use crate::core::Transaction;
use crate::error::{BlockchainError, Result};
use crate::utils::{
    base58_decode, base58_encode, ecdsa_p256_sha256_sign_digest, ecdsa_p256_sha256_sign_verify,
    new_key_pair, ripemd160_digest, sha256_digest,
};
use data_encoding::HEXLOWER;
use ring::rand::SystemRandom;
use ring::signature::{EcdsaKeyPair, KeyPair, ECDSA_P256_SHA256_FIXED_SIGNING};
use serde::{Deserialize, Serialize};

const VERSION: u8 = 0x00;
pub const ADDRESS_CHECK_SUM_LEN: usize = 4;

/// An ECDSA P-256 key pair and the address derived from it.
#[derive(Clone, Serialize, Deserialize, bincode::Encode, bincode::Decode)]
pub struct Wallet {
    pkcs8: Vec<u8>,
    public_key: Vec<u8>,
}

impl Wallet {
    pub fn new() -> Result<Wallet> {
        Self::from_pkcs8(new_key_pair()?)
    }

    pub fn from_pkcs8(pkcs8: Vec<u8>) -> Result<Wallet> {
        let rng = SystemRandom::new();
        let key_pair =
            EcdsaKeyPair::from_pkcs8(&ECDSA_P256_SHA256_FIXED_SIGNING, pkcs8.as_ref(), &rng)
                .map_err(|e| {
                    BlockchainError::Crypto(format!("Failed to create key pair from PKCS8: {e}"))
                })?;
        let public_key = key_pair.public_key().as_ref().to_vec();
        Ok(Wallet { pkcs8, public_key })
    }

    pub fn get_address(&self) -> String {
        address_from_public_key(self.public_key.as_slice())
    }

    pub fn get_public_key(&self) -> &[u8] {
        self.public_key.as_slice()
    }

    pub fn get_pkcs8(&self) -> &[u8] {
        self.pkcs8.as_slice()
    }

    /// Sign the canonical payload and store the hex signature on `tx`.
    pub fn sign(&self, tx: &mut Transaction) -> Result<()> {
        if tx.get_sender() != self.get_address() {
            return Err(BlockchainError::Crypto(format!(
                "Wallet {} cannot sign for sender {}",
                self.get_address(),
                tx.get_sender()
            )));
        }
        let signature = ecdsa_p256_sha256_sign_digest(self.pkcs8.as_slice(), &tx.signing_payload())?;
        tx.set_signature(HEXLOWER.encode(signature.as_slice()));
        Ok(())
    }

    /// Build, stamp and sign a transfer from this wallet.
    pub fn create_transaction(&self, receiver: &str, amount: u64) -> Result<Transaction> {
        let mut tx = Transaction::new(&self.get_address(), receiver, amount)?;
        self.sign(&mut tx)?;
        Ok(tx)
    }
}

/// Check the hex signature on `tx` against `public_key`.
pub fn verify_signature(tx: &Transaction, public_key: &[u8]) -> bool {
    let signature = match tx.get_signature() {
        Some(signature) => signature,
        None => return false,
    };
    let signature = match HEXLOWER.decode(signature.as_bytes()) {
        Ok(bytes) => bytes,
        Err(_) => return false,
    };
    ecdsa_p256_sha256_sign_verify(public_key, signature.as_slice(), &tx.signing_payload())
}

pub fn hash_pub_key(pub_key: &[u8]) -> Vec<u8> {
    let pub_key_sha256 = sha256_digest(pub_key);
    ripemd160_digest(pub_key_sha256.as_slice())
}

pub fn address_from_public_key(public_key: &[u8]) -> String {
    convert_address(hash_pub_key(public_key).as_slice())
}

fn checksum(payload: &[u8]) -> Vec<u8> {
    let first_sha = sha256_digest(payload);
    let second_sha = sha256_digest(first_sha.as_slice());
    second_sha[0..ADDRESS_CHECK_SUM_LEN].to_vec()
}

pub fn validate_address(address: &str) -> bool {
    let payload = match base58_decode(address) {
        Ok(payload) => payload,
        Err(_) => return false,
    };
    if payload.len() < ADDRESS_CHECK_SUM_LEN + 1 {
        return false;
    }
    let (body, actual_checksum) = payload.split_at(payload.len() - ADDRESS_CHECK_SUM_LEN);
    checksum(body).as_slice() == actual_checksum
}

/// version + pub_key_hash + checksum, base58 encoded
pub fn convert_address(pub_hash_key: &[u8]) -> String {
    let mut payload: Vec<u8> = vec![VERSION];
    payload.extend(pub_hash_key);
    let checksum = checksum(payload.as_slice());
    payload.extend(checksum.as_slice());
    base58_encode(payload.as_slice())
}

☆ ☆ ☆ ☆ ☆ ☆ ☆

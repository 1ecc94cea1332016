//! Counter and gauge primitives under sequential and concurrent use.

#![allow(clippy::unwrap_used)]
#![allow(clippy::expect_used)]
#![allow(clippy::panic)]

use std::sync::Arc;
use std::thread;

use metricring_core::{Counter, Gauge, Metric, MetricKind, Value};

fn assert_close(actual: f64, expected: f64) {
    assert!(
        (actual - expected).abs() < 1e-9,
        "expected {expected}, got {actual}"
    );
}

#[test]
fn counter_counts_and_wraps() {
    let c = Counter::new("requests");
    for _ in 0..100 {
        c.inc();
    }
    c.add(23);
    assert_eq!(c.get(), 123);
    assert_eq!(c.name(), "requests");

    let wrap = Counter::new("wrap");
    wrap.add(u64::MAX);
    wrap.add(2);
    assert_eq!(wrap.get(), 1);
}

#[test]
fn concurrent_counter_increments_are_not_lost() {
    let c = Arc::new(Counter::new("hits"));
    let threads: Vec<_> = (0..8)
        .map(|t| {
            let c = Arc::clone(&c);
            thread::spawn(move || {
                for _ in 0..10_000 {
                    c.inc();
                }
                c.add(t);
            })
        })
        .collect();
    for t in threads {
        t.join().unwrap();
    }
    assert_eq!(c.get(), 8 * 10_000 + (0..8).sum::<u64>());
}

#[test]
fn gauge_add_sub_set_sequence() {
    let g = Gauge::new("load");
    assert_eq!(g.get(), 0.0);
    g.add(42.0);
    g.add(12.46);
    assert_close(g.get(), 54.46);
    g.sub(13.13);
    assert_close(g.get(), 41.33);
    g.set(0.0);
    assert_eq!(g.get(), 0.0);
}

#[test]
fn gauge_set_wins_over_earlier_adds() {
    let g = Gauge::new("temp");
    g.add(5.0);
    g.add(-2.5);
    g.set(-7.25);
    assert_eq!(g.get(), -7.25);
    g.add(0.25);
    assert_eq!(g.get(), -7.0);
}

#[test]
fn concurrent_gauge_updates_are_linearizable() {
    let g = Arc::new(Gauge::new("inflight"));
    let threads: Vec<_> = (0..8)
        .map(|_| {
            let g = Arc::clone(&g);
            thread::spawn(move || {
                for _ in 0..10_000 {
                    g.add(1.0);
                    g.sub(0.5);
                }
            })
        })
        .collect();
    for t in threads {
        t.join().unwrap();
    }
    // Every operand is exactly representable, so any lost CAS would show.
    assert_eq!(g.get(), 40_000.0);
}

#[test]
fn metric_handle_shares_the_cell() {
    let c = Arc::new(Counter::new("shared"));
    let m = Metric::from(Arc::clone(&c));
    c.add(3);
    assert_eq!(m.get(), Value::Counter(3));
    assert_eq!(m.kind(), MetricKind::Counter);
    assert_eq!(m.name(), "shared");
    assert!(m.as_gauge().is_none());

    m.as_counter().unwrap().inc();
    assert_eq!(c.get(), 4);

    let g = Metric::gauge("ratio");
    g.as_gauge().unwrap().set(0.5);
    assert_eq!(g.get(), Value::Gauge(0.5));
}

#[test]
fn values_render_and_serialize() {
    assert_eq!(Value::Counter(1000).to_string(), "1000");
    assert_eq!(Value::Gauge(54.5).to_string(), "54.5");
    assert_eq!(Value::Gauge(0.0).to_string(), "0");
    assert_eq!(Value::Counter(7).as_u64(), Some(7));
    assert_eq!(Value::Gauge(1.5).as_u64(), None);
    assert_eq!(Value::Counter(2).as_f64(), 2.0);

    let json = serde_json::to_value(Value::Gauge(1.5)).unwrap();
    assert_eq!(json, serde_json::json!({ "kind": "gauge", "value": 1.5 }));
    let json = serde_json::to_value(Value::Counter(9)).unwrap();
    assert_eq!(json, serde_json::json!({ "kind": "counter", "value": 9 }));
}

☆ ☆ ☆ ☆ ☆ ☆ ☆

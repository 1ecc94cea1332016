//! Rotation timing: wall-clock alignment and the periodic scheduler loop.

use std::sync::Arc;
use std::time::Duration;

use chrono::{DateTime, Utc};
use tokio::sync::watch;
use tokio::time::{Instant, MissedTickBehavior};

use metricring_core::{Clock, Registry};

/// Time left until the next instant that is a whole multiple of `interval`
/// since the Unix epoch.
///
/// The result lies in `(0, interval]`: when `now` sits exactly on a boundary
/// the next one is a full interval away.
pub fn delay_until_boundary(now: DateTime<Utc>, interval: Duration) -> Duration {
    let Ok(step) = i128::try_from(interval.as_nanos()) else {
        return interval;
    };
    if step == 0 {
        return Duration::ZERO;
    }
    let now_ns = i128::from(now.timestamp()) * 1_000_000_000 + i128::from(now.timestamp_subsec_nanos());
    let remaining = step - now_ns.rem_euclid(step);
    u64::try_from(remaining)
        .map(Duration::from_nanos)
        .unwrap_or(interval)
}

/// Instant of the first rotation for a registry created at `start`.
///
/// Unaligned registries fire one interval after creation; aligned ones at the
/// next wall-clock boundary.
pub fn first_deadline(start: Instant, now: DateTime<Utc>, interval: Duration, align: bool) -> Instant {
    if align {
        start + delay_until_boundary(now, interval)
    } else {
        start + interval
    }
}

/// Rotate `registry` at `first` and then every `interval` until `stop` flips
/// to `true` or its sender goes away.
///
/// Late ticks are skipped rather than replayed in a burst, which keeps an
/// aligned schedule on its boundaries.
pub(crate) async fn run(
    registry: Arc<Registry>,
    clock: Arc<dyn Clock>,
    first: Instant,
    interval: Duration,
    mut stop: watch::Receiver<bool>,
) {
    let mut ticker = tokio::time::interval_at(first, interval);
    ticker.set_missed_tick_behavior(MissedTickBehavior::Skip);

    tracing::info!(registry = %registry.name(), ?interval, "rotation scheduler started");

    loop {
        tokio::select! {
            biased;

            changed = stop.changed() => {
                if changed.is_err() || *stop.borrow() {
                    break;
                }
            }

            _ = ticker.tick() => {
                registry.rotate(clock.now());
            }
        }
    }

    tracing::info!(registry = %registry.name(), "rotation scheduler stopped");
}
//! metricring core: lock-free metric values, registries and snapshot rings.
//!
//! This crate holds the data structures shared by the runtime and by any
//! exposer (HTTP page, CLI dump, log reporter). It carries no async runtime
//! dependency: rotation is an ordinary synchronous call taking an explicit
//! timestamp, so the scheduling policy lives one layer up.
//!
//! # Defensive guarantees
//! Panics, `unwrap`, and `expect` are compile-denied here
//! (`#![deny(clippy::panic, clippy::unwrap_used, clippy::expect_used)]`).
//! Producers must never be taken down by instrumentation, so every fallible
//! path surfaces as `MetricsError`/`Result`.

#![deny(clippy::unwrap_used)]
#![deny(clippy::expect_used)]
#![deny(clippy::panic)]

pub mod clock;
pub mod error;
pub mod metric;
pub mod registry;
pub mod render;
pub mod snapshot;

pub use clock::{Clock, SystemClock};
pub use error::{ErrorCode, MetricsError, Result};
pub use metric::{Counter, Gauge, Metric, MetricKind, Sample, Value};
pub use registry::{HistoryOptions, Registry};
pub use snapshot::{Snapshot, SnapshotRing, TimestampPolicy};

☆ ☆ ☆ ☆ ☆ ☆ ☆

* **Required action**: In the entries above, find each line with the word "body" and return it.

* **Written response**:
    let (body, actual_checksum) = payload.split_at(payload.len() - ADDRESS_CHECK_SUM_LEN);
    checksum(body).as_slice() == actual_checksum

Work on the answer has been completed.